The Supreme Court may have given the green light on corporate spending for political campaigns, but Yale’s policy for funding student organizations is stalled out. The administration evidently has less faith in its own students’ financial prudence than our highest court does in corporate responsibility.

According to the Universiy’s most recent financial report, Yale’s annual operating budget amounts to just over $200,000 for every enrolled student — undergraduate, graduate and professional. Over 40,000 of those dollars pay faculty salaries (a total of close to $500 million). Nearly $7,000 cover the university’s utility expenses (over $76 million altogether).

The Undergraduate Organizations Funding Committee, by contrast, clocks in at a total of about $190,000 — or $35 per undergraduate.

Why does Yale spend over a thousand times as much on its libraries — mostly arcane facilities already well on their way to becoming museums — as it disburses for routine funding of student organizations, the backbone of the undergraduate experience?

Perhaps the administration fears that students would allocate additional funds toward activities unsuitable for Yale’s educational mission. That concern may explain the $50 semesterly cap imposed on food and beverage expenses. Presumably, the meal plan ($5,000 per student per year) is so satiating that extra food could not possibly further our organizations’ mission. At least the policy’s consistency is comforting. You’ll never see an official Yale function squandering money on hors d’oeuvres — except occasionally for Master’s Teas, college study breaks, receptions, subsidized butteries, college fellows’ dinners, cultural house events and banquets.

And that’s to say nothing of alcohol, the glue (or silly putty) which binds all social compacts. The University’s underage drinking policy is clear: They don’t ask, we don’t tell. Campus life swings to the beat of illegal alcohol consumption, a practice we recognize as crucial to social edification. But while alcohol flows freely, the coffers are dammed up — many organizations have no means to finance the boozing necessary for their schmoozing.

Admittedly, organizations receive hidden benefits from the institution. They hold meetings in certain Yale buildings free of charge, for example; a minimal Web site hosting service is also available for free; and the faculty Yale hires can be a valuable advisory resource. And the buck doesn’t always stop with the UOFC — a variety of other resources are available, including a number of discretionary funds and (for our more consecrated organizations) alumni donations.

At the end of the day, though, undergraduate organizations get a pretty small piece of the pie. There are over 300 registered organizations on campus, most of which proudly contribute to the vibrancy of the undergraduate experience. Increased funding would enable performance groups to explore new venues and purchase the materials needed for performances. It would allow political organizations to advertise properly and attract expert guests to explore new angles.

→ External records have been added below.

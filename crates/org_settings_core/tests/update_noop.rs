use org_settings_core::{update, AppState, Msg};

#[test]
fn update_is_noop() {
    let state = AppState::new("org-1");
    let (next, effects) = update(state.clone(), Msg::NoOp);

    assert_eq!(state, next);
    assert!(effects.is_empty());
}

#[test]
fn tick_does_not_mark_dirty() {
    let (mut next, effects) = update(AppState::new("org-1"), Msg::Tick);

    assert!(effects.is_empty());
    assert!(!next.consume_dirty());
}
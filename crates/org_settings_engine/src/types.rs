use std::fmt;

use org_settings_core::{Field, OrgSnapshot, UploadId};
use thiserror::Error;

#[derive(Debug, Clone, PartialEq, Eq)]
pub enum EngineEvent {
    OrgLoaded(Result<OrgSnapshot, ApiError>),
    /// A debounced intent left the updater and is being saved.
    SaveStarted { field: Field, value: String },
    SaveCompleted {
        field: Field,
        value: String,
        result: Result<(), ApiError>,
    },
    UploadProgress { upload_id: UploadId, percentage: u8 },
    UploadCompleted { upload_id: UploadId, logo_url: String },
    UploadFailed { upload_id: UploadId, error: ApiError },
}

/// Result of a finished logo upload.
#[derive(Debug, Clone, PartialEq, Eq)]
pub struct UploadOutput {
    pub logo_url: String,
    pub bytes_sent: u64,
}

#[derive(Debug, Clone, PartialEq, Eq, Error)]
#[error("{kind}: {message}")]
pub struct ApiError {
    pub kind: FailureKind,
    pub message: String,
}

impl ApiError {
    pub(crate) fn new(kind: FailureKind, message: impl Into<String>) -> Self {
        Self {
            kind,
            message: message.into(),
        }
    }
}

#[derive(Debug, Clone, PartialEq, Eq)]
pub enum FailureKind {
    InvalidUrl,
    HttpStatus(u16),
    Timeout,
    Network,
    InvalidResponse,
    TooLarge { max_bytes: u64, actual: u64 },
    Io,
}

impl fmt::Display for FailureKind {
    fn fmt(&self, f: &mut fmt::Formatter<'_>) -> fmt::Result {
        match self {
            FailureKind::InvalidUrl => write!(f, "invalid url"),
            FailureKind::HttpStatus(code) => write!(f, "http status {code}"),
            FailureKind::Timeout => write!(f, "timeout"),
            FailureKind::Network => write!(f, "network error"),
            FailureKind::InvalidResponse => write!(f, "invalid response"),
            FailureKind::TooLarge { max_bytes, actual } => {
                write!(f, "file too large (max {max_bytes}, actual {actual})")
            }
            FailureKind::Io => write!(f, "io error"),
        }
    }
}
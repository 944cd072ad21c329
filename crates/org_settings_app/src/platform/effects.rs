use std::sync::mpsc;
use std::thread;
use std::time::Duration;

use org_logging::{org_debug, org_info, org_warn};
use org_settings_core::{Effect, Msg};
use org_settings_engine::{EngineEvent, EngineHandle};

use super::app::AppInput;

pub(crate) struct EffectRunner {
    engine: EngineHandle,
}

impl EffectRunner {
    pub fn new(engine: EngineHandle, input_tx: mpsc::Sender<AppInput>) -> Self {
        let runner = Self { engine };
        runner.spawn_event_loop(input_tx);
        runner
    }

    pub fn enqueue(&self, effects: Vec<Effect>) {
        for effect in effects {
            match effect {
                Effect::LoadOrg { org_id } => {
                    org_info!("LoadOrg org_id={}", org_id);
                    self.engine.load_org(org_id);
                }
                Effect::EditField { field, value } => {
                    org_debug!("EditField field={} value_len={}", field, value.len());
                    self.engine.edit_field(field, value);
                }
                Effect::CancelFieldEdit { field } => {
                    self.engine.cancel_field_edit(field);
                }
                Effect::UploadLogo { upload_id, path } => {
                    org_info!("UploadLogo upload_id={} path={:?}", upload_id, path);
                    self.engine.upload_logo(upload_id, path);
                }
            }
        }
    }

    pub fn engine(&self) -> &EngineHandle {
        &self.engine
    }

    fn spawn_event_loop(&self, input_tx: mpsc::Sender<AppInput>) {
        let engine = self.engine.clone();
        thread::spawn(move || loop {
            if let Some(event) = engine.try_recv() {
                if input_tx.send(AppInput::Msg(map_event(event))).is_err() {
                    break;
                }
            } else {
                thread::sleep(Duration::from_millis(20));
            }
        });
    }
}

pub(crate) fn map_event(event: EngineEvent) -> Msg {
    match event {
        EngineEvent::OrgLoaded(Ok(org)) => Msg::OrgLoaded(org),
        EngineEvent::OrgLoaded(Err(err)) => Msg::OrgLoadFailed {
            message: err.to_string(),
        },
        EngineEvent::SaveStarted { field, value } => Msg::SaveStarted { field, value },
        EngineEvent::SaveCompleted {
            field,
            value,
            result,
        } => Msg::SaveCompleted {
            field,
            value,
            result: result.map_err(|err| err.kind.to_string()),
        },
        EngineEvent::UploadProgress {
            upload_id,
            percentage,
        } => Msg::UploadProgress {
            upload_id,
            percentage,
        },
        EngineEvent::UploadCompleted {
            upload_id,
            logo_url,
        } => Msg::UploadCompleted {
            upload_id,
            logo_url,
        },
        EngineEvent::UploadFailed { upload_id, error } => {
            org_warn!("Upload {} failed: {}", upload_id, error);
            Msg::UploadFailed {
                upload_id,
                message: error.kind.to_string(),
            }
        }
    }
}

#[cfg(test)]
mod tests {
    use super::*;
    use org_settings_core::Field;
    use org_settings_engine::{ApiError, FailureKind};

    #[test]
    fn failed_save_maps_to_short_reason() {
        let msg = map_event(EngineEvent::SaveCompleted {
            field: Field::Name,
            value: "Acme".to_string(),
            result: Err(ApiError {
                kind: FailureKind::HttpStatus(403),
                message: "403 Forbidden".to_string(),
            }),
        });

        assert_eq!(
            msg,
            Msg::SaveCompleted {
                field: Field::Name,
                value: "Acme".to_string(),
                result: Err("http status 403".to_string()),
            }
        );
    }

    #[test]
    fn load_failure_keeps_full_message() {
        let msg = map_event(EngineEvent::OrgLoaded(Err(ApiError {
            kind: FailureKind::Timeout,
            message: "operation timed out".to_string(),
        })));

        assert_eq!(
            msg,
            Msg::OrgLoadFailed {
                message: "timeout: operation timed out".to_string()
            }
        );
    }
}
//! Org settings engine: debounced saves, upload relay and API transport.
mod api;
mod engine;
mod relay;
mod settings;
mod types;
mod updater;

pub use api::{LogoFile, LogoUploader, OrgApi, OrgBackend, ProgressSink, ReqwestOrgApi};
pub use engine::EngineHandle;
pub use relay::{upload_file, UploadObserver, UploadProgressRelay};
pub use settings::{ApiSettings, EngineSettings};
pub use types::{ApiError, EngineEvent, FailureKind, UploadOutput};
pub use updater::{DebouncedFieldUpdater, IntentSink};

It would empower publications to reach a wider audience — or even just print a few copies.

But why should the University trust undergraduates to use additional resources effectively? In these financially turbulent times, the administration has had to consider the allocation of more limited resources. Given the notoriously limited imagination of Yale students (who have won no more than a few dozen Nobel Prizes and Pulitzer Prizes, and invented the cotton gin, Morse Code and the submarine), student organizations’ objectives must seem a foolhardy investment — worth no more than the one-hundredth of 1 percent of the budget they currently receive. It won’t be long before the administration edits extracurriculars out of our admissions videos — and our campus life.

Benjamin Miller is a senior in Morse College.